Men, on the other hand, were more likely to say they would not have to stop working and believed they would need less money when they retired. Some also suggested they preferred feeling good now instead of in the future. This thinking is what prevents some from saving for retirement, says Keller, whose team conducted surveys, in-depth interviews, and focus groups for the research.
The goal of the study, says Keller, was to determine how best to market employee well-being programs, including those related to financial health. She and her team used the findings, which will appear in the book Overcoming the Saving Slump: How to Increase the Effectiveness of Financial Education and Saving Programs (University of Chicago Press, due out in Fall, 2008), to develop a program designed to motivate employees of companies to sign up for retirement saving initiatives.
A Tastier Carrot
Using a social marketing approach to saving for retirement, the researchers created a program for Dartmouth that targeted groups that were less likely to save. "I use the power of marketing and persuasion tactics to devise new savings programs for people who may be aware of the need to save, but this awareness does not translate into behavior," writes Keller in a two-page summary of the findings.

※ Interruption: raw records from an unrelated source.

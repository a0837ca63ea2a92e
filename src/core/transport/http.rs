// src/core/transport/http.rs

//! `HttpTransport`: the default `Transport` implementation, backed by
//! `reqwest`'s chunked-body streaming for server-sent events and plain
//! request/response for polling and event posting.

use super::{ResponseCode, StreamSink, Transport, TRANSPORT_FAILURE};
use crate::core::stream_parser::Continuation;
use async_trait::async_trait;
use dashmap::DashMap;
use futures::StreamExt;
use std::sync::Arc;
use std::sync::atomic::{AtomicU64, Ordering};
use tokio::sync::Notify;
use tracing::{debug, warn};
use url::Url;

pub struct HttpTransport {
    client: reqwest::Client,
    stream_base_url: Url,
    polling_base_url: Url,
    events_base_url: Url,
    mobile_key: String,
    next_handle: AtomicU64,
    cancellations: DashMap<u64, Arc<Notify>>,
}

impl HttpTransport {
    pub fn new(
        stream_base_url: &str,
        polling_base_url: &str,
        events_base_url: &str,
        mobile_key: impl Into<String>,
    ) -> Result<Self, url::ParseError> {
        Ok(Self {
            client: reqwest::Client::new(),
            stream_base_url: Url::parse(stream_base_url)?,
            polling_base_url: Url::parse(polling_base_url)?,
            events_base_url: Url::parse(events_base_url)?,
            mobile_key: mobile_key.into(),
            next_handle: AtomicU64::new(1),
            cancellations: DashMap::new(),
        })
    }

    fn authed(&self, builder: reqwest::RequestBuilder) -> reqwest::RequestBuilder {
        builder.header("Authorization", self.mobile_key.clone())
    }
}

#[async_trait]
impl Transport for HttpTransport {
    async fn fetch_flag_snapshot(&self) -> (ResponseCode, Option<String>) {
        let url = match self.polling_base_url.join("msdk/evalx/users") {
            Ok(u) => u,
            Err(e) => {
                warn!(error = %e, "invalid polling URL");
                return (TRANSPORT_FAILURE, None);
            }
        };
        let request = self.authed(self.client.get(url));
        match request.send().await {
            Ok(response) => {
                let code = response.status().as_u16() as ResponseCode;
                if response.status().is_success() {
                    match response.text().await {
                        Ok(text) => (code, Some(text)),
                        Err(e) => {
                            warn!(error = %e, "failed reading flag snapshot body");
                            (code, None)
                        }
                    }
                } else {
                    (code, None)
                }
            }
            Err(e) => {
                warn!(error = %e, "flag snapshot request failed");
                (TRANSPORT_FAILURE, None)
            }
        }
    }

    async fn send_events(&self, batch_text: String) -> ResponseCode {
        let url = match self.events_base_url.join("mobile/events/bulk") {
            Ok(u) => u,
            Err(e) => {
                warn!(error = %e, "invalid events URL");
                return TRANSPORT_FAILURE;
            }
        };
        let request = self
            .authed(self.client.post(url))
            .header("Content-Type", "application/json")
            .body(batch_text);
        match request.send().await {
            Ok(response) => response.status().as_u16() as ResponseCode,
            Err(e) => {
                warn!(error = %e, "event batch post failed");
                TRANSPORT_FAILURE
            }
        }
    }

    async fn read_stream(&self, sink: &dyn StreamSink) -> ResponseCode {
        let handle = self.next_handle.fetch_add(1, Ordering::SeqCst).max(1);
        let cancel = Arc::new(Notify::new());
        self.cancellations.insert(handle, cancel.clone());
        sink.on_handle(handle);

        let url = match self.stream_base_url.join("meval") {
            Ok(u) => u,
            Err(e) => {
                warn!(error = %e, "invalid stream URL");
                self.cancellations.remove(&handle);
                return TRANSPORT_FAILURE;
            }
        };

        let response = match self.authed(self.client.get(url)).send().await {
            Ok(r) => r,
            Err(e) => {
                warn!(error = %e, "stream connect failed");
                self.cancellations.remove(&handle);
                return TRANSPORT_FAILURE;
            }
        };

        let status = response.status().as_u16() as ResponseCode;
        if !response.status().is_success() {
            self.cancellations.remove(&handle);
            return status;
        }

        debug!(handle, "stream connected");
        let mut body = response.bytes_stream();
        let mut leftover = String::new();

        let result = loop {
            tokio::select! {
                _ = cancel.notified() => {
                    break TRANSPORT_FAILURE;
                }
                chunk = body.next() => {
                    match chunk {
                        Some(Ok(bytes)) => {
                            leftover.push_str(&String::from_utf8_lossy(&bytes));
                            let mut stop = false;
                            while let Some(pos) = leftover.find('\n') {
                                let line: String = leftover.drain(..=pos).collect();
                                let line = line.trim_end_matches(['\r', '\n']);
                                if sink.on_line(line) == Continuation::Stop {
                                    stop = true;
                                    break;
                                }
                            }
                            if stop {
                                break TRANSPORT_FAILURE;
                            }
                        }
                        Some(Err(e)) => {
                            warn!(error = %e, "stream read failed");
                            break TRANSPORT_FAILURE;
                        }
                        None => break TRANSPORT_FAILURE,
                    }
                }
            }
        };

        self.cancellations.remove(&handle);
        result
    }

    async fn cancel_read(&self, handle: u64) {
        if let Some((_, notify)) = self.cancellations.remove(&handle) {
            notify.notify_waiters();
        }
    }
}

Her team offered a one-sheet explanation of how people could get started with saving, created a Web site that features real people sharing their personal stories about saving, and did what it could to lower the barriers that were preventing people from signing up for employee saving programs. For example, people who do not have a computer at the ready were using that as an excuse not to sign up, so Keller informed those who attended meetings where laptops were available nearby. "We wanted to motivate them," says Keller.
Apparently, the project was successful. As a result of these efforts, which Keller says are inexpensive for companies to initiate, the rate of Dartmouth employees electing retirement plans more than tripled in a 30-day period after the program's launch. More organizations are seeking help in this area. Keller is working with the Financial Industry Regulatory Authority (FINRA), National Endowment for Financial Education (NEFE), and AARP to help them apply social marketing to financial planning for their members.
It Helps to Mention the Competition
You're better off talking about your competition if you're interested in establishing a new market, according to a study published in the April, 2008, issue of the American Sociological Review. Traditionally innovators have been instructed to speak solely about their products and services when relaying their message to the media. However failing to mention your competitors can backfire because journalists might be inclined to consider you a "lone voice" that they can overlook, according to the research of Mark Thomas Kennedy, assistant professor at the University of Southern California Marshall School of Business.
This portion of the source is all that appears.